EXERCISE:
Count how many lines below include the word "that". Answer with a number only.

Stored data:
___

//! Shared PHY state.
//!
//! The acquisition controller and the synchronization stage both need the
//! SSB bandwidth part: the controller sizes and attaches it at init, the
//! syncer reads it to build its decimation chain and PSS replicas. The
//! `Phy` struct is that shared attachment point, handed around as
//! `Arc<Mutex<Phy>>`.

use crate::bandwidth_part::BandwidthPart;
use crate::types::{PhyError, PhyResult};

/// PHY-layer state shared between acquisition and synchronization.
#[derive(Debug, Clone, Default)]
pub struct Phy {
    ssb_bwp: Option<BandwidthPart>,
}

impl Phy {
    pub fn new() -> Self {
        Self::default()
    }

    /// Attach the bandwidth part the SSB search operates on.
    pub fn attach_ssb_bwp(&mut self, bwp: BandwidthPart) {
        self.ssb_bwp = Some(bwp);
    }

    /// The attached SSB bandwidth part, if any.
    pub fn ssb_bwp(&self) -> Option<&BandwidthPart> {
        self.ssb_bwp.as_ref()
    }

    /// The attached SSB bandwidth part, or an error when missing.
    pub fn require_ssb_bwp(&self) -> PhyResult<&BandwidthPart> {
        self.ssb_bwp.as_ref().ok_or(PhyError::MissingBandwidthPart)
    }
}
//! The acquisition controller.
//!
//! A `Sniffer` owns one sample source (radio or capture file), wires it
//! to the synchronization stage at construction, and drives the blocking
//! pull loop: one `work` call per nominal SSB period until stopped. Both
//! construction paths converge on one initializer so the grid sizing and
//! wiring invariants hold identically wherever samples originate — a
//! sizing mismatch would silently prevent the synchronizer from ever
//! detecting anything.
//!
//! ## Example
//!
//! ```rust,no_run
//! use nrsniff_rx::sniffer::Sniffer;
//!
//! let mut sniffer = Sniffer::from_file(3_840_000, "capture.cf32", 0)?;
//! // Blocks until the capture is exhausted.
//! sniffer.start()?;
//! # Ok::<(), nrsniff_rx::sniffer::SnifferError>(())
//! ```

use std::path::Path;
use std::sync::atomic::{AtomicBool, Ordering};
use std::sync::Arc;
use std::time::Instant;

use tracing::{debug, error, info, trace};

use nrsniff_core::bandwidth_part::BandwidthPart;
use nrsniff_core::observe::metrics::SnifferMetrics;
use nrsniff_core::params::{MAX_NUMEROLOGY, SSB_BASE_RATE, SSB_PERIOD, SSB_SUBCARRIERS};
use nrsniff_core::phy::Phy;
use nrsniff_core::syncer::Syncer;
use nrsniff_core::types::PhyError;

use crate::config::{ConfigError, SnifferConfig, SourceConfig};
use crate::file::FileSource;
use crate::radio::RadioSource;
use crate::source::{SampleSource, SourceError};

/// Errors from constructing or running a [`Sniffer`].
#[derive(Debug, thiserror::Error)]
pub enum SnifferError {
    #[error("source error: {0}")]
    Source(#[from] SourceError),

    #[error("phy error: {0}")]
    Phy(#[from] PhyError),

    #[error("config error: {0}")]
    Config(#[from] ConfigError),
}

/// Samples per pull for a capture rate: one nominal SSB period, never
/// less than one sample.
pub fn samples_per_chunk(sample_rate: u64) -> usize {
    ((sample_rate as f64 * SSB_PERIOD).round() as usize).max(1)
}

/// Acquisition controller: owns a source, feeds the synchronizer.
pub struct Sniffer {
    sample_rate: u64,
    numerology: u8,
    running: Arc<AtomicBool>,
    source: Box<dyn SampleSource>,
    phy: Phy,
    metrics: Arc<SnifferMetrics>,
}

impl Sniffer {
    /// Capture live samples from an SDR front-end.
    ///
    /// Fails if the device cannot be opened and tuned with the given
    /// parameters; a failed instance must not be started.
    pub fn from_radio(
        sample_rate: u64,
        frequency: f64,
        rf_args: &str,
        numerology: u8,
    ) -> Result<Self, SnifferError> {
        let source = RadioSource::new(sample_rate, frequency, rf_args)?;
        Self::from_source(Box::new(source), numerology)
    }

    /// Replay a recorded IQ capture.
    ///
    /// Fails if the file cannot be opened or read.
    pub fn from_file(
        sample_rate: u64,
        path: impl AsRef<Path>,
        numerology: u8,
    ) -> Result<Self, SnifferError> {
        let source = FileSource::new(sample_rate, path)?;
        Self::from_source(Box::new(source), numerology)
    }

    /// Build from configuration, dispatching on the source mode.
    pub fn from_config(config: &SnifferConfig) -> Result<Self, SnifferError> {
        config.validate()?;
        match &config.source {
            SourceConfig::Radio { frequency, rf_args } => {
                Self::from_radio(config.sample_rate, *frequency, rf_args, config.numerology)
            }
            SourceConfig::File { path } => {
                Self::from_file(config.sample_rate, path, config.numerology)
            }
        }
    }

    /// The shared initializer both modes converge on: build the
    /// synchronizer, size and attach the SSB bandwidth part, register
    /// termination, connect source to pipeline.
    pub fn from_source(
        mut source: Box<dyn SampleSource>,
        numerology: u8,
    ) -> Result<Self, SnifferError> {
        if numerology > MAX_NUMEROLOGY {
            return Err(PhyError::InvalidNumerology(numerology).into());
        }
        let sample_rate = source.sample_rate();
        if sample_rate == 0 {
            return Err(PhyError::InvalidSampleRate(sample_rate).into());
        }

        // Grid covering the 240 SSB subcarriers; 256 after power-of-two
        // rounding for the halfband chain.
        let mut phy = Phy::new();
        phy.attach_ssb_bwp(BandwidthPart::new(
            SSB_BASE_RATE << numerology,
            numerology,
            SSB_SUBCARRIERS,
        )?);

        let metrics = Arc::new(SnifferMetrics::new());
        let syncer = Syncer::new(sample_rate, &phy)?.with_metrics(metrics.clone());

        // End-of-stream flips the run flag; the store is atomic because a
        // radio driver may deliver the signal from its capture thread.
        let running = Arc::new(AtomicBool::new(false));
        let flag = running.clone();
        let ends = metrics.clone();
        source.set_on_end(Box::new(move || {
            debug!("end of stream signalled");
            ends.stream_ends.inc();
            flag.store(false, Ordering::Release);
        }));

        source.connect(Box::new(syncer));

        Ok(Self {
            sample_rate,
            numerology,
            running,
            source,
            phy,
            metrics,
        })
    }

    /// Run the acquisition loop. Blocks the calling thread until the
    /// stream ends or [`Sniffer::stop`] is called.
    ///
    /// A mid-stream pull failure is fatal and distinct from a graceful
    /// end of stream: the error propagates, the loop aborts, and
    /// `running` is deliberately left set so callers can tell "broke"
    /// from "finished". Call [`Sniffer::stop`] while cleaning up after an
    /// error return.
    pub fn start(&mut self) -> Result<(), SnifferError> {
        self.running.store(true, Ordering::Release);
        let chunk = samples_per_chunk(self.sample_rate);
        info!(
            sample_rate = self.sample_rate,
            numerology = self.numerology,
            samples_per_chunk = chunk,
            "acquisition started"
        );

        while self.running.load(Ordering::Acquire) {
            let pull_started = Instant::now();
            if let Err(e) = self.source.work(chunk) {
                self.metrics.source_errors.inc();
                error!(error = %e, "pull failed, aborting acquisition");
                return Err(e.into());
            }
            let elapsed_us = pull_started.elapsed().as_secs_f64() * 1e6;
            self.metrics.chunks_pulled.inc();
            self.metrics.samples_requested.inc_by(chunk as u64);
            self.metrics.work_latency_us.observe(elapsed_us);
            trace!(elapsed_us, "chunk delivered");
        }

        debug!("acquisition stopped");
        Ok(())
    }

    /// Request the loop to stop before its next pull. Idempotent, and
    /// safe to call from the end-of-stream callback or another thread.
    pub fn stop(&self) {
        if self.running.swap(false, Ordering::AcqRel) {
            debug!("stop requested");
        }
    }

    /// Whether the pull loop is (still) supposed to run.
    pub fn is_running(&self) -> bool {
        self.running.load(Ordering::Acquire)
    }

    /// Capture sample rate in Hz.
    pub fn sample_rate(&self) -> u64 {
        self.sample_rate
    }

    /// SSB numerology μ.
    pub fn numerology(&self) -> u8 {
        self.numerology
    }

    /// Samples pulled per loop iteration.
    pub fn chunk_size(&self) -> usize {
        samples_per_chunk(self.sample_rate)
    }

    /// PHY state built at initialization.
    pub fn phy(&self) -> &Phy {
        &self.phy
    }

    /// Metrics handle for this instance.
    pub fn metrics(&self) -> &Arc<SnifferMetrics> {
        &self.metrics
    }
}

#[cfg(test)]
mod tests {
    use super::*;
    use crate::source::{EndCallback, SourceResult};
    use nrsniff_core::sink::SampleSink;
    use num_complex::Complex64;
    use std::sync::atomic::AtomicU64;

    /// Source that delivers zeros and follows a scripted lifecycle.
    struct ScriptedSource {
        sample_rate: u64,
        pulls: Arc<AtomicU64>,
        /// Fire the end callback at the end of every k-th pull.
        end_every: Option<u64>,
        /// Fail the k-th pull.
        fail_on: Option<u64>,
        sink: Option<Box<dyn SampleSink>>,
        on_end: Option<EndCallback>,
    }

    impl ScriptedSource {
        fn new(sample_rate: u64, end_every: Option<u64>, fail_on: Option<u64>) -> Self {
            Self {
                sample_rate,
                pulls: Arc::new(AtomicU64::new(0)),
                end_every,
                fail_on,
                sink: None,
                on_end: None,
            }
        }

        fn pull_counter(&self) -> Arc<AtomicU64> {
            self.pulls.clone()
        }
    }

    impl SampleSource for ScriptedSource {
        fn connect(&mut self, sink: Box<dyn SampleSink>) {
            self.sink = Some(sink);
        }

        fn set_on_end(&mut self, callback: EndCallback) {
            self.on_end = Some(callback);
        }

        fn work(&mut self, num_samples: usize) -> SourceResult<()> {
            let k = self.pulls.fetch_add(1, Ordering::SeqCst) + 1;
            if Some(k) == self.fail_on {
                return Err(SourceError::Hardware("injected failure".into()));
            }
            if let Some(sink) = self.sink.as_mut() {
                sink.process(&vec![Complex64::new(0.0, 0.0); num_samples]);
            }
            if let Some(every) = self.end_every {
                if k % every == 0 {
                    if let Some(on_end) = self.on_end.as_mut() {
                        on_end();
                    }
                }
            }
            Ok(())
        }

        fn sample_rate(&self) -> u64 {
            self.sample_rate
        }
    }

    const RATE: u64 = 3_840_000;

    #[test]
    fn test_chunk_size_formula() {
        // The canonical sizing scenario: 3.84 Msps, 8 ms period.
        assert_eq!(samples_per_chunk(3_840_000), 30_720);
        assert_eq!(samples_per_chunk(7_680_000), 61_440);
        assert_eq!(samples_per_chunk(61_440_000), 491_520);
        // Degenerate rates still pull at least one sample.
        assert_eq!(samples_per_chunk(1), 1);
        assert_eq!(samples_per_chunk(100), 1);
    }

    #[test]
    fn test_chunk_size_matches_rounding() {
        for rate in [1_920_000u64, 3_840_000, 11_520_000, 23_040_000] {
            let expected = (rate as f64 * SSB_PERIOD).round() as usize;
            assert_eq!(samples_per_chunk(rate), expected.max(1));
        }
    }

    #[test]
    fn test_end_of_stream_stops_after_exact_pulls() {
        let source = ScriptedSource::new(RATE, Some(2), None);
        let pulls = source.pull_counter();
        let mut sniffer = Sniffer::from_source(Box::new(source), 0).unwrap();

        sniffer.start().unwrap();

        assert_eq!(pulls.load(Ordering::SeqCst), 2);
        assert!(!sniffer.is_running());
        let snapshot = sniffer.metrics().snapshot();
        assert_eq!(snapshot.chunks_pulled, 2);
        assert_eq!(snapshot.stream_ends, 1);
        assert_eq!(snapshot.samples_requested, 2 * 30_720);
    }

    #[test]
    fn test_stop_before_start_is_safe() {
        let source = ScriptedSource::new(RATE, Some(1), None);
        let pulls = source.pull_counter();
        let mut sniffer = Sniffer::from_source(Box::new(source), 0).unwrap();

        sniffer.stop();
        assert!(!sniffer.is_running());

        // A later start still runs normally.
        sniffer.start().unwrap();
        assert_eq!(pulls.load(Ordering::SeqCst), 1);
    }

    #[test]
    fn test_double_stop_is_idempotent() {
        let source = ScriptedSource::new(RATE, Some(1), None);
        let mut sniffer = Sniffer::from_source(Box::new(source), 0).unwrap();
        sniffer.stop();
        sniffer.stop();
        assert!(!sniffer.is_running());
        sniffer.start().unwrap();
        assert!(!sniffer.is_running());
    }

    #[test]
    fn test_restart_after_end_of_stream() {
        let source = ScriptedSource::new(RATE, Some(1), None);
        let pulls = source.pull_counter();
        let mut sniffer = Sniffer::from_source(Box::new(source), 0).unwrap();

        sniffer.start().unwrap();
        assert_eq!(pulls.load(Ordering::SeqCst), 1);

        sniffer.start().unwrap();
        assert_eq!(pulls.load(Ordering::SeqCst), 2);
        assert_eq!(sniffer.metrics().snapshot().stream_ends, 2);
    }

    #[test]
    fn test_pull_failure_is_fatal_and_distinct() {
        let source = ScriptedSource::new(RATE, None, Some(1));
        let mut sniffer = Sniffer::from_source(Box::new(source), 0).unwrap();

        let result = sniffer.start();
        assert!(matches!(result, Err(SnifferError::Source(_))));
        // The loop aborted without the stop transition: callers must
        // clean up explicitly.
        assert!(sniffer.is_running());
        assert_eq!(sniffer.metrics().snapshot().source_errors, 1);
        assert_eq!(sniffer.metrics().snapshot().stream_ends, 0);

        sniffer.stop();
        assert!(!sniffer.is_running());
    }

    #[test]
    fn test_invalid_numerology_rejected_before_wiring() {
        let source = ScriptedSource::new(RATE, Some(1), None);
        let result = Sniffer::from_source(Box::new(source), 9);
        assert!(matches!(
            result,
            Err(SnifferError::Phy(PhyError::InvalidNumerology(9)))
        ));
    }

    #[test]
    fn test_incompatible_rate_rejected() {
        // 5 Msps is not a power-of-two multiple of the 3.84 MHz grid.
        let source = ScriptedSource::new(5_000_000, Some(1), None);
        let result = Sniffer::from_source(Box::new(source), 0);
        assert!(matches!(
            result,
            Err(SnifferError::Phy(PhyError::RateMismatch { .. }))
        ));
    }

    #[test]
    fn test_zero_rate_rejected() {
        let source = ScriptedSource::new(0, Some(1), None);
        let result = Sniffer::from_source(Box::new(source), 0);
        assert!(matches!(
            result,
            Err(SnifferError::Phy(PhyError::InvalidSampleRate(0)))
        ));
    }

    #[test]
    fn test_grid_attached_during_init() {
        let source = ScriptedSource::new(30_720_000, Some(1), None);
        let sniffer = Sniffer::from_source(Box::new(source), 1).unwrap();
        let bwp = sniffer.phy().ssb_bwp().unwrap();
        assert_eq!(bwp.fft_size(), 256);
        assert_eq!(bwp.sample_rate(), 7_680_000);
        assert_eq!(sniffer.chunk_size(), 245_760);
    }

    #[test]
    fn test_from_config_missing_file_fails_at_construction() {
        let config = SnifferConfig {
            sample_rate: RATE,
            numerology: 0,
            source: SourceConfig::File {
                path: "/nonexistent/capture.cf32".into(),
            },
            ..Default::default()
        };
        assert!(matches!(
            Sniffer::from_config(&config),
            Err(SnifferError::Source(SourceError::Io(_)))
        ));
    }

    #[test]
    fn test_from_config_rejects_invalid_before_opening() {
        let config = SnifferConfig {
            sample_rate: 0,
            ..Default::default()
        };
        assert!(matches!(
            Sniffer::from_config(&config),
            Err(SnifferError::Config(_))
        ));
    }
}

___

WRITTEN ANSWER:
2